Data extracted from a collection
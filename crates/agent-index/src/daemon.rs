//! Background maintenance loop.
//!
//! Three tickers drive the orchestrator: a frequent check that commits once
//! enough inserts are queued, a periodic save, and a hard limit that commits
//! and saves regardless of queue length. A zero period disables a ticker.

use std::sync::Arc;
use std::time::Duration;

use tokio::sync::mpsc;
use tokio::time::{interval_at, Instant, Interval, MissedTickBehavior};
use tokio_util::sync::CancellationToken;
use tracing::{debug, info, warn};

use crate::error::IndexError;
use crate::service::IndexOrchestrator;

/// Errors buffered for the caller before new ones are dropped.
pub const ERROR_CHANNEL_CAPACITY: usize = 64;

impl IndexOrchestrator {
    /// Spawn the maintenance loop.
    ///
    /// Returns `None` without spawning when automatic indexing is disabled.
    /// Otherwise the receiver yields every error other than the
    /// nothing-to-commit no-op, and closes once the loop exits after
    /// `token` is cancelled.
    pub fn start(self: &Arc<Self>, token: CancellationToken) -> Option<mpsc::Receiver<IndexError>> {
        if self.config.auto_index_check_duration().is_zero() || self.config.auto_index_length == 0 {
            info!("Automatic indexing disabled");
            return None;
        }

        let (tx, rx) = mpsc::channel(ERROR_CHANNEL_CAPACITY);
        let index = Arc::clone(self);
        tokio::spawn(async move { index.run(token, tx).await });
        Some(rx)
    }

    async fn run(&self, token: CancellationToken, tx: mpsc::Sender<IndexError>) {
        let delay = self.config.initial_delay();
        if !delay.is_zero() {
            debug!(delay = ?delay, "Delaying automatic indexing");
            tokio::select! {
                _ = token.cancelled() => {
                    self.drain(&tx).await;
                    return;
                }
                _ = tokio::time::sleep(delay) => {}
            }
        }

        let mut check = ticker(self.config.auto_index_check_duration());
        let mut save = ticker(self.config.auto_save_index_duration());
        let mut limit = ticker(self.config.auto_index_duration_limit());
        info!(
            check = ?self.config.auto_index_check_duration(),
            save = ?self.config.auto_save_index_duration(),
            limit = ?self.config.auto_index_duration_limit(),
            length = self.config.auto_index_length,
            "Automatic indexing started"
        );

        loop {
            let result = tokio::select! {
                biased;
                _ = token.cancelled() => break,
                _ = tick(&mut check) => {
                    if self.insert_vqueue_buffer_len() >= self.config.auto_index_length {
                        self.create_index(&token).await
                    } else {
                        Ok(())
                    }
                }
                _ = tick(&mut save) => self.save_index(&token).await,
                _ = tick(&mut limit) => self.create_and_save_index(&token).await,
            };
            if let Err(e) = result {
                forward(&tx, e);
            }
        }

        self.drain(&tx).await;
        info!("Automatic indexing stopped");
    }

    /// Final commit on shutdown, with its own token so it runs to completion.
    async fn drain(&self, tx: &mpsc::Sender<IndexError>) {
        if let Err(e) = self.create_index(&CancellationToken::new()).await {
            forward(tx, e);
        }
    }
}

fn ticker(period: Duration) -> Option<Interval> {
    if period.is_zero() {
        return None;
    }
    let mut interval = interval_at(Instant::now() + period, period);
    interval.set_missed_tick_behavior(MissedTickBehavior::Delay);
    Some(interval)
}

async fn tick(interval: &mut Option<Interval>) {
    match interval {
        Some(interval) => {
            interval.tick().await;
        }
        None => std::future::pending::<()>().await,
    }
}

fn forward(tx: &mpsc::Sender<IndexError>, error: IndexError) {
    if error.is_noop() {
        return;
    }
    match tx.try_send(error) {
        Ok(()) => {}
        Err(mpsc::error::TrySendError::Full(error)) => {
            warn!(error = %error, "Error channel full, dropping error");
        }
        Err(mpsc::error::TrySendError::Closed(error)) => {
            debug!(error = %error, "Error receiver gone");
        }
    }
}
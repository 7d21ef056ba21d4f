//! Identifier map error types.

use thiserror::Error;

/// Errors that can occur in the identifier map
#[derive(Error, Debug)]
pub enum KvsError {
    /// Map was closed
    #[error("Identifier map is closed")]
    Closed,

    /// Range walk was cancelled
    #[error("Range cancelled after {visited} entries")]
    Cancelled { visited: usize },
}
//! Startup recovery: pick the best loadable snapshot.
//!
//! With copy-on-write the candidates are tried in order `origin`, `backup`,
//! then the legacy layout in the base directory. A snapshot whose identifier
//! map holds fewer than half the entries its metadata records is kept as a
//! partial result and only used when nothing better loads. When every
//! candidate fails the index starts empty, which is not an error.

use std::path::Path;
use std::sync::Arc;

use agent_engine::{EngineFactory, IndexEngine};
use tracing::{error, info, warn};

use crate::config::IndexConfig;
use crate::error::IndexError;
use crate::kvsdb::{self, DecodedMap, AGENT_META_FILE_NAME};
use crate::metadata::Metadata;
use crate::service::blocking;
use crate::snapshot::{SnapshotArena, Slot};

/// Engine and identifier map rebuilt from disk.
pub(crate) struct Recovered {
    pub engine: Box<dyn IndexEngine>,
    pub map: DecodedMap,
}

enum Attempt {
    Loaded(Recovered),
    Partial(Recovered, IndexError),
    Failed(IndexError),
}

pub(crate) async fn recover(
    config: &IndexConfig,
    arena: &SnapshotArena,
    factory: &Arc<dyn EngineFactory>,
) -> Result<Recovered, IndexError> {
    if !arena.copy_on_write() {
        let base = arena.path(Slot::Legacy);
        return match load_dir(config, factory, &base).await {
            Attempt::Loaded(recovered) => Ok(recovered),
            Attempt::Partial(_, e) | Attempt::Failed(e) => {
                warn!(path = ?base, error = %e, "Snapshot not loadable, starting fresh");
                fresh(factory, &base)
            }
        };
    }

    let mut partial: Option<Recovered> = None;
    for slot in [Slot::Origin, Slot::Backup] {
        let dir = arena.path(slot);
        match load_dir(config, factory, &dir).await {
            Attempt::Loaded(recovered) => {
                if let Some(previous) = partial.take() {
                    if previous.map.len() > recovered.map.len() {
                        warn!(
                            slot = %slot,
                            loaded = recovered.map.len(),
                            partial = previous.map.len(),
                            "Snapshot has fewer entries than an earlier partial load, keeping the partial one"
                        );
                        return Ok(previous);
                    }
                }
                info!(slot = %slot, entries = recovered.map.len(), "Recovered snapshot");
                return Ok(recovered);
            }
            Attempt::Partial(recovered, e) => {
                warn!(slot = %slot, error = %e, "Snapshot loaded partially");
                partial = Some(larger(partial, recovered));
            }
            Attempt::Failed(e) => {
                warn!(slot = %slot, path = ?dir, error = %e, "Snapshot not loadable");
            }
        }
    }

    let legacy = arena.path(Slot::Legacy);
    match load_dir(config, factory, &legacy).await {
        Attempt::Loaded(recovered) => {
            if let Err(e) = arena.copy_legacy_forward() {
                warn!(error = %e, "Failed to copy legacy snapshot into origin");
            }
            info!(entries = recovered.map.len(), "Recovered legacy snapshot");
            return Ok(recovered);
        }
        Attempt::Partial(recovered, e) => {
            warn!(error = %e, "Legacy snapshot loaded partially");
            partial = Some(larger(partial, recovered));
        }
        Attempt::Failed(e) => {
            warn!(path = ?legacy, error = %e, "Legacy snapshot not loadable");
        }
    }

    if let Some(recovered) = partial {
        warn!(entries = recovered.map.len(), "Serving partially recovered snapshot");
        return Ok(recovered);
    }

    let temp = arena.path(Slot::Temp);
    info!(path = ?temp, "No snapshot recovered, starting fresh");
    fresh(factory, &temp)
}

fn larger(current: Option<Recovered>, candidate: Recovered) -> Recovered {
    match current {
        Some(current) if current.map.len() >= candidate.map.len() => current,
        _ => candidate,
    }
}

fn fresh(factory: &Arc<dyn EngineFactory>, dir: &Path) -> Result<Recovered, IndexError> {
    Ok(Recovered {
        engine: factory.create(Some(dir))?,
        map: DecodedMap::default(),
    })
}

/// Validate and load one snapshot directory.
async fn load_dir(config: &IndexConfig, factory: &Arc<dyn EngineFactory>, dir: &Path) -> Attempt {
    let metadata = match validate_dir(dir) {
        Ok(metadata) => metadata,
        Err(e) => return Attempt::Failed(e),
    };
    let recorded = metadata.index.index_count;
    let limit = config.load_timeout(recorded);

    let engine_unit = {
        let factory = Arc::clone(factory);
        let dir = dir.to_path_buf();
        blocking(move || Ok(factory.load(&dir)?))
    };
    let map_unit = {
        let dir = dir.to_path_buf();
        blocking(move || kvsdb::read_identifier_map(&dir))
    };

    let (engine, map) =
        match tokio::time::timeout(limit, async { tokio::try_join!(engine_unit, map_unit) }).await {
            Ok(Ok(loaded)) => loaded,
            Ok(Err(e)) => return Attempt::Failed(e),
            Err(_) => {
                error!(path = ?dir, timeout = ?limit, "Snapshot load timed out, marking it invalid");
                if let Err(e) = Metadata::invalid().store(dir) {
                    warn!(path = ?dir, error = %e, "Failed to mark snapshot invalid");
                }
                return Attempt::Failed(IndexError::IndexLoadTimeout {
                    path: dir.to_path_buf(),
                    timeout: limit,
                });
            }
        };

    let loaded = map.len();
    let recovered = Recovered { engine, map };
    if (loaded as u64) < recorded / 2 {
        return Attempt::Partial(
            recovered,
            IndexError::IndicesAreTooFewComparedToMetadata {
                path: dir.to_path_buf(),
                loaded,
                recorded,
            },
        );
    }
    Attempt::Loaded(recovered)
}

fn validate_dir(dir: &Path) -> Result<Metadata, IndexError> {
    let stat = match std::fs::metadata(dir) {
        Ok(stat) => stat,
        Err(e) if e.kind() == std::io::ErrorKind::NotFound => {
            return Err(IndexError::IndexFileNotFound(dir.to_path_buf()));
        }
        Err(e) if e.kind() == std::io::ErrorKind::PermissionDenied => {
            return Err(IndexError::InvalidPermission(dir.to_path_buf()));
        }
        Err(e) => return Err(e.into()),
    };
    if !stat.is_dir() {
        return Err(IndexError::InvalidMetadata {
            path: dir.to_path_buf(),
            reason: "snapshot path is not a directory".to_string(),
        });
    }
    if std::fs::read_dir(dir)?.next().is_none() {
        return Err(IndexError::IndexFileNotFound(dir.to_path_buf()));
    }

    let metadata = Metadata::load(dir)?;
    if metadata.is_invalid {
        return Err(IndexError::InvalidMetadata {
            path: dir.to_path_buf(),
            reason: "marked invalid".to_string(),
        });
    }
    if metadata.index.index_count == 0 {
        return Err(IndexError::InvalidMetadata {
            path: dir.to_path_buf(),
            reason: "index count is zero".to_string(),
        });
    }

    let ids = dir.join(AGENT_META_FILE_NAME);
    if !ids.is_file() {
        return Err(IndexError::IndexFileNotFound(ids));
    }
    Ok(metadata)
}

◆ PROBLEM REQUIREMENTS
When you reach the line that contains "use crate::service::IndexOrchestrator;", stop; output it and every line before it from the start of the data, exactly as written.

◆ WRITTEN REPLY
filename crates/agent-index/src/daemon.rs
//! Background maintenance loop.
//!
//! Three tickers drive the orchestrator: a frequent check that commits once
//! enough inserts are queued, a periodic save, and a hard limit that commits
//! and saves regardless of queue length. A zero period disables a ticker.

use std::sync::Arc;
use std::time::Duration;

use tokio::sync::mpsc;
use tokio::time::{interval_at, Instant, Interval, MissedTickBehavior};
use tokio_util::sync::CancellationToken;
use tracing::{debug, info, warn};

use crate::error::IndexError;
use crate::service::IndexOrchestrator;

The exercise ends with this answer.